HOWTO add your analytics algorithm
Why do that¶
You may want to add you own algorithm available as part of the PML sdk. Doing that will allow users to add a node or stage in their PML configuration file to leverage your algorithm.
Prerequisites¶
You need a punchplatform-standalone installed with spark.
What to do¶
Implement the spark ML interface¶
First implements the spark machine-learning public interfaces:
- Transformer: for a transformer
- Estimator: for an estimator
There is no official spark documentation for this. But you can look at this O\'Reilly page, and?or have a look at the already implemented ML algorithms code source.
Deploy Your Jar¶
Compile and package your algorithm using your favorite tool (maven, sbt, ...). Note that your jar must not embed the many spark libraries that are already shipped with the punchplatform.
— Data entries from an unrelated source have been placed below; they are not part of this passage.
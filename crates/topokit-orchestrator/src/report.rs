//! Per-node provisioning reports.
//!
//! Every provisioning call returns one entry per requested node, so a run
//! that is only partly successful says so explicitly.

use chrono::{DateTime, Utc};
use serde::{Deserialize, Serialize};
use std::fmt;

use crate::provider::{ProviderKind, RestUrl, ServerEndpoint};
use topokit_core::NodeRole;

/// Final state of one requested node.
#[derive(Debug, Clone, PartialEq, Eq, Serialize, Deserialize)]
#[serde(tag = "state", rename_all = "snake_case")]
pub enum NodeStatus {
    /// The node is running.
    Running,

    /// The backend had no address for the node.
    Unmapped,

    /// The node's launch failed.
    Failed {
        /// Failure reason.
        reason: String,
    },

    /// The node had not registered when the join barrier gave up.
    Missing,
}

impl NodeStatus {
    /// Returns a short label for display.
    pub fn label(&self) -> &'static str {
        match self {
            Self::Running => "running",
            Self::Unmapped => "unmapped",
            Self::Failed { .. } => "failed",
            Self::Missing => "missing",
        }
    }
}

/// Report entry for one node.
#[derive(Debug, Clone, PartialEq, Eq, Serialize, Deserialize)]
pub struct NodeReport {
    /// Node name.
    pub name: String,

    /// Node role.
    pub role: NodeRole,

    /// Final status.
    pub status: NodeStatus,

    /// Service URL, when the node is running.
    pub url: Option<RestUrl>,

    /// Upstream server, for gateways.
    pub upstream: Option<String>,
}

impl NodeReport {
    /// A running node reachable at `url`.
    pub fn running(name: impl Into<String>, role: NodeRole, url: RestUrl) -> Self {
        Self::with_status(name, role, NodeStatus::Running, Some(url))
    }

    /// A node the backend could not map to an address.
    pub fn unmapped(name: impl Into<String>, role: NodeRole) -> Self {
        Self::with_status(name, role, NodeStatus::Unmapped, None)
    }

    /// A node whose launch failed.
    pub fn failed(name: impl Into<String>, role: NodeRole, reason: impl Into<String>) -> Self {
        let status = NodeStatus::Failed {
            reason: reason.into(),
        };
        Self::with_status(name, role, status, None)
    }

    /// A node that never registered.
    pub fn missing(name: impl Into<String>, role: NodeRole) -> Self {
        Self::with_status(name, role, NodeStatus::Missing, None)
    }

    /// Sets the upstream server.
    pub fn with_upstream(mut self, upstream: impl Into<String>) -> Self {
        self.upstream = Some(upstream.into());
        self
    }

    /// Returns true if the node runs and its URL has a host.
    pub fn is_reachable(&self) -> bool {
        self.status == NodeStatus::Running
            && self.url.as_ref().map(RestUrl::is_reachable).unwrap_or(false)
    }

    fn with_status(
        name: impl Into<String>,
        role: NodeRole,
        status: NodeStatus,
        url: Option<RestUrl>,
    ) -> Self {
        Self {
            name: name.into(),
            role,
            status,
            url,
            upstream: None,
        }
    }
}

/// Result of one provisioning call.
#[derive(Debug, Clone, PartialEq, Eq, Serialize, Deserialize)]
pub struct ProvisionReport {
    /// Provider that ran the call.
    pub provider: ProviderKind,

    /// Role of the provisioned nodes.
    pub role: NodeRole,

    /// When the call started.
    pub started_at: DateTime<Utc>,

    /// When the call finished.
    pub finished_at: Option<DateTime<Utc>>,

    /// One entry per requested node, in request order.
    pub nodes: Vec<NodeReport>,
}

impl ProvisionReport {
    /// Starts a report.
    pub fn new(provider: ProviderKind, role: NodeRole) -> Self {
        Self {
            provider,
            role,
            started_at: Utc::now(),
            finished_at: None,
            nodes: Vec::new(),
        }
    }

    /// Appends a node entry.
    pub fn push(&mut self, node: NodeReport) {
        self.nodes.push(node);
    }

    /// Marks the report finished.
    pub fn finish(mut self) -> Self {
        self.finished_at = Some(Utc::now());
        self
    }

    /// Gets the entry for a node.
    pub fn node(&self, name: &str) -> Option<&NodeReport> {
        self.nodes.iter().find(|n| n.name == name)
    }

    /// Returns the number of running nodes.
    pub fn running_count(&self) -> usize {
        self.nodes
            .iter()
            .filter(|n| n.status == NodeStatus::Running)
            .count()
    }

    /// Returns the entries that did not end up running.
    pub fn problems(&self) -> impl Iterator<Item = &NodeReport> {
        self.nodes.iter().filter(|n| n.status != NodeStatus::Running)
    }

    /// Returns true if every requested node is running.
    pub fn is_complete(&self) -> bool {
        self.problems().next().is_none()
    }

    /// Returns the running servers in launch order.
    ///
    /// The first entry is the upstream for gateway provisioning.
    pub fn server_endpoints(&self) -> Vec<ServerEndpoint> {
        self.nodes
            .iter()
            .filter(|n| n.role == NodeRole::Server && n.status == NodeStatus::Running)
            .map(|n| ServerEndpoint::new(&n.name, NodeRole::Server.service_port()))
            .collect()
    }
}

impl fmt::Display for ProvisionReport {
    fn fmt(&self, f: &mut fmt::Formatter<'_>) -> fmt::Result {
        writeln!(
            f,
            "{} {}s: {}/{} running",
            self.provider,
            self.role,
            self.running_count(),
            self.nodes.len()
        )?;
        for node in &self.nodes {
            let url = node
                .url
                .as_ref()
                .filter(|u| u.is_reachable())
                .map(RestUrl::http)
                .unwrap_or_else(|| "-".to_string());
            write!(f, "  {:<24} {:<9} {}", node.name, node.status.label(), url)?;
            if let Some(upstream) = &node.upstream {
                write!(f, " -> {upstream}")?;
            }
            if let NodeStatus::Failed { reason } = &node.status {
                write!(f, " ({reason})")?;
            }
            writeln!(f)?;
        }
        Ok(())
    }
}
On a standalone the core spark jars are located under
1 | $ punchplatform-standalone-*/external/spark-x.y.z-bin-hadoop2.7/jars |
And the one delivered as part of the punchplatform PML under:
1 | $ punchplatform-standalone-*/external/spark-x.y.z-bin-hadoop2.7/punchplatform/analytics/job/additional_jars |
Make sure yours as well as it dependencies (if any) not already part of the core spark jars are also
located in additional_jars
.
Use the algorithm in a PML configuration¶
You can now refer to your algorithm in a pipeline_stage
:
1 2 3 4 5 6 | { "type": "your.algorimth.Name", "settings": { # your algorithm parameters ... } } |